2021年のAppleのパフォーマンス 

Apple株は、この1年疑いなく輝かしいパフォーマンスを見せており、年初来40%以上の上昇を見せ、パンデミックとインフレ懸念の中テック株の上昇を牽引してきました。 株式は現在$180近くで取引され、3兆ドルの節目は株単価で言えばほんのわずかな上昇で達成でき、アナリストは2022年4月時点の$200の価格目標は控えめすぎるとも言っています。 実際、先月だけで同社の株式は20%も上昇しました。 ひとくくりにはできないもののあえて比較するのであれば、この期間のナスダックとS&P 500はそれぞれ0.20%、0.19%上昇し、ゴールド(XAUUSD)は4%急落しています。 Appleが好きか嫌いかに関わらず、過去数年のパフォーマンスはまさに「比類なき」ものであると言わざるを得ず、同セクターの他銘柄で匹敵するものは極わずかです。 Microsoftの勢いは、半導体産業における避けられないサプライチェーンの混乱により今年少し前に止まりました。 しかしAppleはあらゆる段階でペースを上回り、初の1兆ドル規模の企業となり、そして初の2兆ドル規模企業となって今では3兆ドル目前です。 Appleの最新の財務諸表では2021年第4四半期は株価当たり収益が$1.24となっており、収益は800億ドルへと伸びています。前年比で30%近くの上昇となりました。

Appleは新たな安全資産なのか? 

高いインフレ率はあらゆる人にとっての大敵です。 インフレに歯止めが効かなくなると、企業にとっての借り入れコストは高くなり、労働と製造のコストも高まります。

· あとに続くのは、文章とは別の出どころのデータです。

//! Persisted memoization caches
//!
//! Token lists per test and pairwise distances are expensive to derive and
//! stable across runs, so they are memoized in append-mostly JSON stores.
//! The stores are a pure optimization: losing or truncating one only costs
//! recomputation. Loading tolerates missing or partially written content;
//! saving merges the in-memory view over whatever is on disk.

use std::collections::HashMap;
use std::path::{Path, PathBuf};

use serde::de::DeserializeOwned;
use serde::Serialize;
use tracing::warn;

use crate::record::TestCaseType;
use crate::tokenizer::Tokenizer;

fn load_map<V: DeserializeOwned>(path: &Path) -> HashMap<String, V> {
    if !path.exists() {
        return HashMap::new();
    }
    match std::fs::read_to_string(path) {
        Ok(text) => match serde_json::from_str(&text) {
            Ok(map) => map,
            Err(e) => {
                warn!(path = %path.display(), error = %e, "ignoring unparseable cache");
                HashMap::new()
            }
        },
        Err(e) => {
            warn!(path = %path.display(), error = %e, "ignoring unreadable cache");
            HashMap::new()
        }
    }
}

fn save_map<V: Serialize + DeserializeOwned + Clone>(
    path: &Path,
    map: &HashMap<String, V>,
) -> std::io::Result<()> {
    // Merge over existing content so concurrent producers of disjoint keys
    // do not clobber each other's entries.
    let mut merged: HashMap<String, V> = load_map(path);
    for (k, v) in map {
        merged.insert(k.clone(), v.clone());
    }
    let text = serde_json::to_string(&merged)?;
    std::fs::write(path, text)
}

/// Token lists memoized per test file path.
#[derive(Debug)]
pub struct TokenCache {
    path: Option<PathBuf>,
    map: HashMap<String, Vec<String>>,
}

impl TokenCache {
    pub fn in_memory() -> Self {
        TokenCache {
            path: None,
            map: HashMap::new(),
        }
    }

    pub fn load(path: PathBuf) -> Self {
        let map = load_map(&path);
        TokenCache {
            path: Some(path),
            map,
        }
    }

    pub fn get(&self, test_path: &str) -> Option<&Vec<String>> {
        self.map.get(test_path)
    }

    /// Tokenize `test_path` unless already cached. A missing or unreadable
    /// file derives an empty token list, never an error.
    pub fn ensure(&mut self, test_path: &str, tokenizer: &dyn Tokenizer) -> &Vec<String> {
        if !self.map.contains_key(test_path) {
            let contents = std::fs::read_to_string(test_path).unwrap_or_default();
            let case_type = TestCaseType::from_path(Path::new(test_path));
            let tokens = tokenizer.tokens(&contents, case_type);
            self.map.insert(test_path.to_string(), tokens);
        }
        &self.map[test_path]
    }

    pub fn save(&self) -> std::io::Result<()> {
        match &self.path {
            Some(path) => save_map(path, &self.map),
            None => Ok(()),
        }
    }

    pub fn len(&self) -> usize {
        self.map.len()
    }

    pub fn is_empty(&self) -> bool {
        self.map.is_empty()
    }
}

/// Pairwise distances keyed by unordered test-path pair.
///
/// Stored as a nested map (first path → second path → distance); lookups
/// check both orientations. A missing entry is interpreted by callers as a
/// large sentinel distance, never an error.
#[derive(Debug)]
pub struct DistanceCache {
    path: Option<PathBuf>,
    map: HashMap<String, HashMap<String, f64>>,
}

impl DistanceCache {
    pub fn in_memory() -> Self {
        DistanceCache {
            path: None,
            map: HashMap::new(),
        }
    }

    pub fn load(path: PathBuf) -> Self {
        let map = load_map(&path);
        DistanceCache {
            path: Some(path),
            map,
        }
    }

    pub fn get(&self, a: &str, b: &str) -> Option<f64> {
        self.map
            .get(a)
            .and_then(|m| m.get(b))
            .or_else(|| self.map.get(b).and_then(|m| m.get(a)))
            .copied()
    }

    pub fn insert(&mut self, a: &str, b: &str, distance: f64) {
        self.map
            .entry(a.to_string())
            .or_default()
            .insert(b.to_string(), distance);
    }

    pub fn contains(&self, a: &str, b: &str) -> bool {
        self.get(a, b).is_some()
    }

    pub fn save(&self) -> std::io::Result<()> {
        match &self.path {
            Some(path) => save_map(path, &self.map),
            None => Ok(()),
        }
    }

    pub fn len(&self) -> usize {
        self.map.values().map(|m| m.len()).sum()
    }

    pub fn is_empty(&self) -> bool {
        self.len() == 0
    }
}

#[cfg(test)]
mod tests {
    use super::*;
    use crate::tokenizer::LexicalTokenizer;
    use tempfile::TempDir;

    #[test]
    fn test_distance_lookup_is_unordered() {
        let mut cache = DistanceCache::in_memory();
        cache.insert("a.c", "b.c", 3.0);
        assert_eq!(cache.get("a.c", "b.c"), Some(3.0));
        assert_eq!(cache.get("b.c", "a.c"), Some(3.0));
        assert_eq!(cache.get("a.c", "c.c"), None);
    }

    #[test]
    fn test_save_merges_existing_content() {
        let dir = TempDir::new().unwrap();
        let path = dir.path().join("distance.json");

        let mut first = DistanceCache::load(path.clone());
        first.insert("a.c", "b.c", 1.0);
        first.save().unwrap();

        let mut second = DistanceCache::load(path.clone());
        second.insert("a.c", "c.c", 2.0);
        second.save().unwrap();

        let merged = DistanceCache::load(path);
        assert_eq!(merged.get("a.c", "b.c"), Some(1.0));
        assert_eq!(merged.get("a.c", "c.c"), Some(2.0));
    }

    #[test]
    fn test_load_tolerates_garbage() {
        let dir = TempDir::new().unwrap();
        let path = dir.path().join("tokens.json");
        std::fs::write(&path, "{ truncated").unwrap();
        let cache = TokenCache::load(path);
        assert!(cache.is_empty());
    }

    #[test]
    fn test_ensure_missing_file_is_empty_tokens() {
        let mut cache = TokenCache::in_memory();
        let tokenizer = LexicalTokenizer::new();
        let tokens = cache.ensure("/no/such/test.c", &tokenizer);
        assert!(tokens.is_empty());
        assert_eq!(cache.len(), 1);
    }
}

こうしたコストは、企業が吸収するか消費者に転嫁させなければなりません。 もちろん、その製品のラグジュアリーステータスに加え、アプリと端末が切り離せないエコシステムによる市場での一強状態、そしてサプライヤーの価格により、Appleにとってほとんど心配はいらないでしょう。 また、もしAppleが提供サービスの価格を上げるのであれば、ロイヤルティの高いファンベースによりそのプレミアムステータスを強化することになるだけでしょう。 同社はハイエンドのハードウェアで継続的に革新を続けており、サードパーティのチップへの依存を減らそうと2020年11月に発表された独自ArmベースのM1チップがその驚きにも値するパフォーマンスと効率性により、売上とロイヤルティをさらに飛躍させています。 Appleのハードウェア(iPhone、iPad、iMac)への需要はロックダウンの中でも高まりを見せることとなり、Apple TV+などのサービスは毎年数億人規模で増えるサブスクライバーによって利用されています。 こうして、Appleは金融市場でも指折りのボラティリティの高さの時期の間でも高収益と一貫性を見せただけでなく、ポストパンデミック以降の世界で最も有望なテック株となりました。

上昇ポテンシャル 

よりインフレ耐性があり、よりリターンが期待できる資産を求める投資家は、Appleを投資先として大きく注目するでしょう。 過去5年のパフォーマンスは、不確実性の高い期間のゴールドよりはるかに優れたパフォーマンスを示し、一方でインフレに対し比較的安全性をも提供しています。 電気自動車や自動運転プロジェクトに加え、バーチャルリアリティ端末などの計画を発表する予定のApple株の上昇は、実質上無限となっています。 しかし、過去のパフォーマンスは将来の成果の指標とはならないことは忘れてはいけません。 同社の株式は期待を大きく超え1株$200を超えていく可能性はありますが、これ以上の価格では短期的な不安定さが起こり得ます。 またAppleは最近、迫りくる経済危機、サプライ不足、納入遅れ、オミクロン変異株などの要因に帰すると考えられる、最新iPhoneラインアップへの需要の減退を発表してもいます。